Margaret Mills was accustomed to looking out her bedroom window, beyond her backyard, beyond the gleaming outer fences of Hanscomb Air Force Base, and seeing the slump-winged tanker aircraft arrayed on the parking apron. She was accustomed to the deep-throated roar of a takeoff, rattling the house windows a dozen times a day.
But never in the eleven years she had lived there, never in the five years since the big planes had replaced the mosquitolike fighters, had she seen and heard anything like what was before her now. Ever since Albert Tackett’s curious call that afternoon, she had been drawn again and again to the window, wondering what he had thought might be happening at the base. At last she knew.
The base was lit up like a Christmas display, every spotlight and floodlight ablaze. Trucks scurried everywhere, and men ran instead of walked. It seemed as though every aircraft was in motion, creeping along the taxiways, queueing up for the runways. She stood at the window with the telephone receiver at her ear, barely able to hear the ringing over the thunderous rumbling of a hundred idling jet engines. Their smoky exhaust formed a haze over the base, blowing eastward like an oily fog rolling off a concrete sea.
Margaret did not know where the planes were headed. Neither did she understand just what they would do there. But she was a pilot’s widow, and she felt the urgency of their departure as a shadow on the night—and feared both for them and for herself.
“Answer, Albert,” she said anxiously. “Answer, Marian,” she pleaded. “Please be home to tell me how foolish I am—”
At the end of the runway, a pale-bellied tanker lurched forward, its screaming engines a sharper note against the unrelenting background tumult as it rolled ever faster along the concrete ribbon. Trailing four twisted tendrils of smoke, it strained upward into the darkening sky, hurrying to a distant rendezvous.
Stubbornly, desperately, she let the phone ring until after the last plane was gone, though she knew the phone was ringing in an empty house. When the futility overtook her and she hung up at last, there was not even enough feeling left inside her to allow her to cry.
The skies outside Tackett’s office were as dark as the tone of the meeting taking place inside.
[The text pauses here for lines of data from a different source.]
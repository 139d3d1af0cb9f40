//! Rendering of resolution results for people
//!
//! Weather codes map to an icon and a description through a fixed table,
//! dates print in a short English form and temperatures carry both Celsius
//! and Fahrenheit. Error messages are passed through untouched.

use chrono::NaiveDate;
use serde::Serialize;

use crate::models::{ForecastDay, ResolutionResult};

/// Icon and text shown for a weather code
#[derive(Debug, Clone, Copy, PartialEq, Eq, Serialize)]
pub struct WeatherIcon {
    pub icon: &'static str,
    pub description: &'static str,
}

const UNKNOWN: WeatherIcon = WeatherIcon {
    icon: "❓",
    description: "Unknown",
};

/// Look up the icon for a WMO weather code. Codes outside the table map to
/// "Unknown".
#[must_use]
pub fn weather_icon(code: i32) -> WeatherIcon {
    let (icon, description) = match code {
        0 => ("☀️", "Clear sky"),
        1 => ("🌤️", "Mainly clear"),
        2 => ("⛅", "Partly cloudy"),
        3 => ("☁️", "Overcast"),
        45 => ("🌫️", "Fog"),
        48 => ("🌫️", "Depositing rime fog"),
        51 => ("🌦️", "Light drizzle"),
        53 => ("🌦️", "Moderate drizzle"),
        55 => ("🌧️", "Dense drizzle"),
        61 => ("🌧️", "Slight rain"),
        63 => ("🌧️", "Moderate rain"),
        65 => ("🌧️", "Heavy rain"),
        71 => ("🌨️", "Slight snow fall"),
        73 => ("🌨️", "Moderate snow fall"),
        75 => ("🌨️", "Heavy snow fall"),
        95 => ("⛈️", "Thunderstorm"),
        _ => return UNKNOWN,
    };
    WeatherIcon { icon, description }
}

/// Short display date, e.g. "Mon, Jan 15"
#[must_use]
pub fn format_date(date: NaiveDate) -> String {
    date.format("%a, %b %-d").to_string()
}

#[must_use]
pub fn celsius_to_fahrenheit(celsius: f64) -> f64 {
    celsius * 9.0 / 5.0 + 32.0
}

/// Temperature with unit in both scales
#[must_use]
pub fn format_temperature(celsius: f64) -> String {
    format!("{:.1}°C / {:.1}°F", celsius, celsius_to_fahrenheit(celsius))
}

/// One forecast day ready for display
#[derive(Debug, Clone, PartialEq, Serialize)]
pub struct DayView {
    pub date: String,
    pub icon: &'static str,
    pub description: &'static str,
    pub min: String,
    pub max: String,
}

impl From<&ForecastDay> for DayView {
    fn from(day: &ForecastDay) -> Self {
        let weather = weather_icon(day.weather_code);
        Self {
            date: format_date(day.date),
            icon: weather.icon,
            description: weather.description,
            min: format!("Min: {}", format_temperature(day.min_temp)),
            max: format!("Max: {}", format_temperature(day.max_temp)),
        }
    }
}

/// Display model for the web page. The error text is plain text and must
/// never be inserted as markup.
#[derive(Debug, Clone, PartialEq, Serialize)]
#[serde(untagged)]
pub enum ForecastView {
    Forecast { city: String, days: Vec<DayView> },
    Error { error: String },
}

impl From<&ResolutionResult> for ForecastView {
    fn from(result: &ResolutionResult) -> Self {
        match result {
            ResolutionResult::Success(forecast) => Self::Forecast {
                city: forecast.city.clone(),
                days: forecast.forecast.iter().map(DayView::from).collect(),
            },
            ResolutionResult::Failure { error } => Self::Error {
                error: error.clone(),
            },
        }
    }
}

/// Plain-text rendering for terminals
#[must_use]
pub fn render_text(result: &ResolutionResult) -> String {
    match ForecastView::from(result) {
        ForecastView::Error { error } => error,
        ForecastView::Forecast { city, days } => {
            let mut out = format!("{city}\n");
            for day in days {
                out.push_str(&format!(
                    "  {:<12} {} {:<20} {}  {}\n",
                    day.date, day.icon, day.description, day.min, day.max
                ));
            }
            out
        }
    }
}
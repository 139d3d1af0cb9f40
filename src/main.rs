use std::path::PathBuf;
use std::process::ExitCode;

use anyhow::{Context, Result};
use argh::FromArgs;
use cityweather::{CityWeatherConfig, ForecastResolver, logging, render_text, web};

#[derive(FromArgs)]
/// Five-day city weather forecasts from Open-Meteo
struct Args {
    /// path to the configuration file (defaults to the user config directory)
    #[argh(option, short = 'c')]
    config: Option<PathBuf>,

    #[argh(subcommand)]
    command: Command,
}

#[derive(FromArgs)]
#[argh(subcommand)]
enum Command {
    Lookup(LookupArgs),
    Serve(ServeArgs),
}

#[derive(FromArgs)]
/// print the forecast for a city
#[argh(subcommand, name = "lookup")]
struct LookupArgs {
    /// print the raw JSON result instead of text
    #[argh(switch)]
    json: bool,

    /// city name; several words are joined with spaces
    #[argh(positional)]
    city: Vec<String>,
}

#[derive(FromArgs)]
/// serve the forecast API and web page
#[argh(subcommand, name = "serve")]
struct ServeArgs {
    /// port to listen on (overrides the configured port)
    #[argh(option, short = 'p')]
    port: Option<u16>,
}

#[tokio::main]
async fn main() -> Result<ExitCode> {
    let args: Args = argh::from_env();

    let config = CityWeatherConfig::load_from_path(args.config)
        .context("Failed to load configuration")?;
    logging::init(&config.logging)?;

    let resolver = ForecastResolver::new(&config.api)?;

    match args.command {
        Command::Lookup(lookup) => {
            let city = lookup.city.join(" ");
            let result = resolver.resolve(&city).await;

            if lookup.json {
                println!("{}", serde_json::to_string_pretty(&result)?);
            } else {
                println!("{}", render_text(&result).trim_end());
            }

            if result.is_error() {
                return Ok(ExitCode::FAILURE);
            }
        }
        Command::Serve(serve) => {
            let port = serve.port.unwrap_or(config.web.port);
            web::run(resolver, port, &config.web.static_dir).await?;
        }
    }

    Ok(ExitCode::SUCCESS)
}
“I have to tell you, I feel betrayed,” Robinson pronounced in a stentorian voice. “Betrayed by Senator Endicott, and betrayed by you, too, Albert.”
Tackett grunted in indignant surprise. “Me?”
“There’s no excuse for this kind of screw-up. Three dead in a shootout, an evacuee lost, a violation of the gate house, of the gate itself—carelessness, that’s the only explanation. Carelessness and incompetence. Your internal security stinks, Director. Why were there only two sentries at the gate? Why was there no metal detector to catch the gun?”
If he had been huddled privately with Robinson, Tackett would have pointedly reminded him of his contribution to the fiasco. With Monaghan and Rodman for an audience, Tackett made an effort to cloak his rebuke.